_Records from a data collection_
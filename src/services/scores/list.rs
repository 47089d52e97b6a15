use actix_web::{HttpRequest, HttpResponse, Result as ActixResult};

use super::ScoreService;
use crate::middlewares::RequireJWT;
use crate::models::scores::requests::{ScoreListParams, ScoreListQuery};
use crate::models::scores::responses::ScoreDetailItem;
use crate::models::{ApiResponse, ErrorCode, PaginatedResponse};

pub async fn list_scores(
    service: &ScoreService,
    request: &HttpRequest,
    params: ScoreListParams,
) -> ActixResult<HttpResponse> {
    let storage = service.get_storage(request);

    let mut query = ScoreListQuery {
        page: Some(params.pagination.page),
        size: Some(params.pagination.size),
        student_id: params.student_id,
        course_id: params.course_id,
        exam_type: params.exam_type,
        min_score: params.min_score,
        max_score: params.max_score,
        search: params.search,
    };

    // 学生只能列出本人成绩，忽略传入的筛选
    if let Some(user) = RequireJWT::extract_user_claims(request)
        && !user.role.can_view_all_scores()
    {
        match user.related_id {
            Some(student_id) => {
                query.student_id = Some(student_id);
                query.search = None;
            }
            None => {
                return Ok(HttpResponse::Forbidden().json(ApiResponse::error_empty(
                    ErrorCode::Forbidden,
                    "Account is not linked to a student record",
                )));
            }
        }
    }

    match storage.list_scores_with_pagination(query).await {
        Ok(response) => {
            // 附加等级与绩点
            let items: Vec<ScoreDetailItem> =
                response.items.into_iter().map(Into::into).collect();
            let enriched = PaginatedResponse {
                items,
                pagination: response.pagination,
            };
            Ok(HttpResponse::Ok().json(ApiResponse::success(
                enriched,
                "Score list retrieved successfully",
            )))
        }
        Err(e) => Ok(
            HttpResponse::InternalServerError().json(ApiResponse::error_empty(
                ErrorCode::InternalServerError,
                format!("Failed to retrieve score list: {e}"),
            )),
        ),
    }
}
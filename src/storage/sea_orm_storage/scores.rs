use super::SeaOrmStorage;
use crate::entity::scores::{ActiveModel, Column, Entity as Scores, Relation};
use crate::entity::{courses, students};
use crate::errors::{Result, SrmsError};
use crate::models::{
    PaginatedResponse, PaginationInfo,
    scores::{
        entities::{ExamType, Score, ScoreDetail},
        requests::{CreateScoreRequest, ScoreListQuery, UpdateScoreRequest},
    },
};
use crate::utils::escape_like_pattern;
use sea_orm::{
    ActiveModelTrait, ColumnTrait, Condition, EntityTrait, JoinType, PaginatorTrait, QueryFilter,
    QueryOrder, QuerySelect, RelationTrait, Select, Set,
};

impl SeaOrmStorage {
    /// 成绩明细投影：连接学生与课程表
    fn score_detail_select() -> Select<Scores> {
        Scores::find()
            .select_only()
            .column(Column::Id)
            .column(Column::StudentId)
            .column_as(students::Column::StudentNo, "student_no")
            .column_as(students::Column::Name, "student_name")
            .column(Column::CourseId)
            .column_as(courses::Column::CourseNo, "course_no")
            .column_as(courses::Column::CourseName, "course_name")
            .column_as(courses::Column::Credit, "credit")
            .column(Column::Score)
            .column(Column::ExamType)
            .column(Column::ExamDate)
            .join(JoinType::InnerJoin, Relation::Student.def())
            .join(JoinType::InnerJoin, Relation::Course.def())
    }

    /// 录入成绩
    pub async fn create_score_impl(
        &self,
        req: CreateScoreRequest,
        recorder_id: Option<i64>,
    ) -> Result<Score> {
        let now = chrono::Utc::now().timestamp();

        let model = ActiveModel {
            student_id: Set(req.student_id),
            course_id: Set(req.course_id),
            score: Set(req.score),
            exam_type: Set(req.exam_type.to_string()),
            exam_date: Set(req.exam_date),
            recorder_id: Set(recorder_id),
            created_at: Set(now),
            updated_at: Set(now),
            ..Default::default()
        };

        let result = model
            .insert(&self.db)
            .await
            .map_err(|e| SrmsError::database_operation(format!("录入成绩失败: {e}")))?;

        Ok(result.into_score())
    }

    /// 通过 ID 获取成绩
    pub async fn get_score_by_id_impl(&self, score_id: i64) -> Result<Option<Score>> {
        let result = Scores::find_by_id(score_id)
            .one(&self.db)
            .await
            .map_err(|e| SrmsError::database_operation(format!("查询成绩失败: {e}")))?;

        Ok(result.map(|m| m.into_score()))
    }

    /// 修改成绩
    pub async fn update_score_impl(
        &self,
        score_id: i64,
        update: UpdateScoreRequest,
    ) -> Result<Option<Score>> {
        let existing = self.get_score_by_id_impl(score_id).await?;
        if existing.is_none() {
            return Ok(None);
        }

        let now = chrono::Utc::now().timestamp();

        let mut model = ActiveModel {
            id: Set(score_id),
            updated_at: Set(now),
            ..Default::default()
        };

        // 外层 Some 表示字段出现，内层 None 表示改回缺考
        if let Some(score) = update.score {
            model.score = Set(score);
        }
        if let Some(exam_type) = update.exam_type {
            model.exam_type = Set(exam_type.to_string());
        }
        if let Some(exam_date) = update.exam_date {
            model.exam_date = Set(Some(exam_date));
        }

        model
            .update(&self.db)
            .await
            .map_err(|e| SrmsError::database_operation(format!("修改成绩失败: {e}")))?;

        self.get_score_by_id_impl(score_id).await
    }

    /// 删除成绩
    pub async fn delete_score_impl(&self, score_id: i64) -> Result<bool> {
        let result = Scores::delete_by_id(score_id)
            .exec(&self.db)
            .await
            .map_err(|e| SrmsError::database_operation(format!("删除成绩失败: {e}")))?;

        Ok(result.rows_affected > 0)
    }

    /// 分页列出成绩明细
    pub async fn list_scores_with_pagination_impl(
        &self,
        query: ScoreListQuery,
    ) -> Result<PaginatedResponse<ScoreDetail>> {
        let page = query.page.unwrap_or(1).max(1) as u64;
        let size = query.size.unwrap_or(10).clamp(1, 100) as u64;

        let mut select = Self::score_detail_select();

        if let Some(student_id) = query.student_id {
            select = select.filter(Column::StudentId.eq(student_id));
        }
        if let Some(course_id) = query.course_id {
            select = select.filter(Column::CourseId.eq(course_id));
        }
        if let Some(ref exam_type) = query.exam_type {
            select = select.filter(Column::ExamType.eq(exam_type.to_string()));
        }
        if let Some(min_score) = query.min_score {
            select = select.filter(Column::Score.gte(min_score));
        }
        if let Some(max_score) = query.max_score {
            select = select.filter(Column::Score.lte(max_score));
        }

        // 按学生姓名或学号模糊搜索
        if let Some(ref search) = query.search
            && !search.trim().is_empty()
        {
            let escaped = escape_like_pattern(search.trim());
            select = select.filter(
                Condition::any()
                    .add(students::Column::StudentNo.contains(&escaped))
                    .add(students::Column::Name.contains(&escaped)),
            );
        }

        select = select
            .order_by_asc(students::Column::StudentNo)
            .order_by_asc(courses::Column::CourseNo);

        let paginator = select.into_model::<ScoreDetail>().paginate(&self.db, size);
        let total = paginator
            .num_items()
            .await
            .map_err(|e| SrmsError::database_operation(format!("查询成绩总数失败: {e}")))?;

        let pages = paginator
            .num_pages()
            .await
            .map_err(|e| SrmsError::database_operation(format!("查询成绩页数失败: {e}")))?;

        let details = paginator
            .fetch_page(page - 1)
            .await
            .map_err(|e| SrmsError::database_operation(format!("查询成绩列表失败: {e}")))?;

        Ok(PaginatedResponse {
            items: details,
            pagination: PaginationInfo {
                page: page as i64,
                page_size: size as i64,
                total: total as i64,
                total_pages: pages as i64,
            },
        })
    }

    /// 某学生的全部成绩明细
    pub async fn find_scores_by_student_impl(&self, student_id: i64) -> Result<Vec<ScoreDetail>> {
        Self::score_detail_select()
            .filter(Column::StudentId.eq(student_id))
            .order_by_asc(courses::Column::CourseNo)
            .into_model::<ScoreDetail>()
            .all(&self.db)
            .await
            .map_err(|e| SrmsError::database_operation(format!("查询学生成绩失败: {e}")))
    }

    /// 某课程的全部成绩明细，可限定考试类型与班级
    pub async fn find_scores_by_course_impl(
        &self,
        course_id: i64,
        exam_type: Option<ExamType>,
        class_id: Option<i64>,
    ) -> Result<Vec<ScoreDetail>> {
        let mut select = Self::score_detail_select().filter(Column::CourseId.eq(course_id));

        if let Some(ref exam_type) = exam_type {
            select = select.filter(Column::ExamType.eq(exam_type.to_string()));
        }
        if let Some(class_id) = class_id {
            select = select.filter(students::Column::ClassId.eq(class_id));
        }

        select
            .order_by_asc(students::Column::StudentNo)
            .into_model::<ScoreDetail>()
            .all(&self.db)
            .await
            .map_err(|e| SrmsError::database_operation(format!("查询课程成绩失败: {e}")))
    }

    /// 某班级学生的全部成绩明细
    pub async fn find_scores_by_class_impl(&self, class_id: i64) -> Result<Vec<ScoreDetail>> {
        Self::score_detail_select()
            .filter(students::Column::ClassId.eq(class_id))
            .order_by_asc(students::Column::StudentNo)
            .order_by_asc(courses::Column::CourseNo)
            .into_model::<ScoreDetail>()
            .all(&self.db)
            .await
            .map_err(|e| SrmsError::database_operation(format!("查询班级成绩失败: {e}")))
    }

    /// 成绩三元组是否已存在，更新时排除自身
    pub async fn score_exists_impl(
        &self,
        student_id: i64,
        course_id: i64,
        exam_type: &ExamType,
        exclude_id: Option<i64>,
    ) -> Result<bool> {
        let mut select = Scores::find()
            .filter(Column::StudentId.eq(student_id))
            .filter(Column::CourseId.eq(course_id))
            .filter(Column::ExamType.eq(exam_type.to_string()));

        if let Some(exclude_id) = exclude_id {
            select = select.filter(Column::Id.ne(exclude_id));
        }

        let count = select
            .count(&self.db)
            .await
            .map_err(|e| SrmsError::database_operation(format!("检查成绩唯一性失败: {e}")))?;

        Ok(count > 0)
    }
}

#[cfg(test)]
mod tests {
    use super::*;
    use crate::entity::{courses as course_entity, students as student_entity};
    use migration::{Migrator, MigratorTrait};
    use sea_orm::{ConnectOptions, Database};

    /// 单连接内存库，建表后直接可用
    async fn memory_storage() -> SeaOrmStorage {
        let mut opt = ConnectOptions::new("sqlite::memory:");
        opt.max_connections(1).sqlx_logging(false);
        let db = Database::connect(opt).await.unwrap();
        Migrator::up(&db, None).await.unwrap();
        SeaOrmStorage { db }
    }

    async fn seed_student_and_course(storage: &SeaOrmStorage) -> (i64, i64) {
        let now = chrono::Utc::now().timestamp();

        let student = student_entity::ActiveModel {
            student_no: Set("2023010101".to_string()),
            name: Set("张三".to_string()),
            status: Set("active".to_string()),
            created_at: Set(now),
            updated_at: Set(now),
            ..Default::default()
        }
        .insert(&storage.db)
        .await
        .unwrap();

        let course = course_entity::ActiveModel {
            course_no: Set("CS101".to_string()),
            course_name: Set("数据结构".to_string()),
            credit: Set(Some(4.0)),
            course_type: Set("required".to_string()),
            created_at: Set(now),
            updated_at: Set(now),
            ..Default::default()
        }
        .insert(&storage.db)
        .await
        .unwrap();

        (student.id, course.id)
    }

    fn final_exam_score(student_id: i64, course_id: i64, score: Option<f64>) -> CreateScoreRequest {
        CreateScoreRequest {
            student_id,
            course_id,
            score,
            exam_type: ExamType::Final,
            exam_date: Some("2026-01-10".to_string()),
        }
    }

    #[tokio::test]
    async fn test_score_exists_triple_with_self_exclusion() {
        let storage = memory_storage().await;
        let (student_id, course_id) = seed_student_and_course(&storage).await;

        let created = storage
            .create_score_impl(final_exam_score(student_id, course_id, Some(88.0)), None)
            .await
            .unwrap();

        // 同一 (学生, 课程, 考试类型) 已存在，重复录入会被拒绝
        assert!(
            storage
                .score_exists_impl(student_id, course_id, &ExamType::Final, None)
                .await
                .unwrap()
        );

        // 更新本行时排除自身，不算重复
        assert!(
            !storage
                .score_exists_impl(student_id, course_id, &ExamType::Final, Some(created.id))
                .await
                .unwrap()
        );

        // 不同考试类型不冲突
        assert!(
            !storage
                .score_exists_impl(student_id, course_id, &ExamType::Midterm, None)
                .await
                .unwrap()
        );
    }

    #[tokio::test]
    async fn test_update_score_omitted_field_keeps_value() {
        let storage = memory_storage().await;
        let (student_id, course_id) = seed_student_and_course(&storage).await;

        let created = storage
            .create_score_impl(final_exam_score(student_id, course_id, Some(76.0)), None)
            .await
            .unwrap();

        // 只改考试日期，成绩保持原值
        let updated = storage
            .update_score_impl(
                created.id,
                UpdateScoreRequest {
                    score: None,
                    exam_type: None,
                    exam_date: Some("2026-01-20".to_string()),
                },
            )
            .await
            .unwrap()
            .unwrap();
        assert_eq!(updated.score, Some(76.0));
        assert_eq!(updated.exam_date.as_deref(), Some("2026-01-20"));

        // 显式置空表示改回缺考
        let cleared = storage
            .update_score_impl(
                created.id,
                UpdateScoreRequest {
                    score: Some(None),
                    exam_type: None,
                    exam_date: None,
                },
            )
            .await
            .unwrap()
            .unwrap();
        assert_eq!(cleared.score, None);
    }
}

_ACTIVITY_
All that is wanted is a faithful reproduction of the line above with "if let Some(ref exam_type) = query.exam_type", the line with "if let Some(max_score)", and every line in between.

_EXERCISE ANSWER_
        if let Some(ref exam_type) = query.exam_type {
            select = select.filter(Column::ExamType.eq(exam_type.to_string()));
        }
        if let Some(min_score) = query.min_score {
            select = select.filter(Column::Score.gte(min_score));
        }
        if let Some(max_score) = query.max_score {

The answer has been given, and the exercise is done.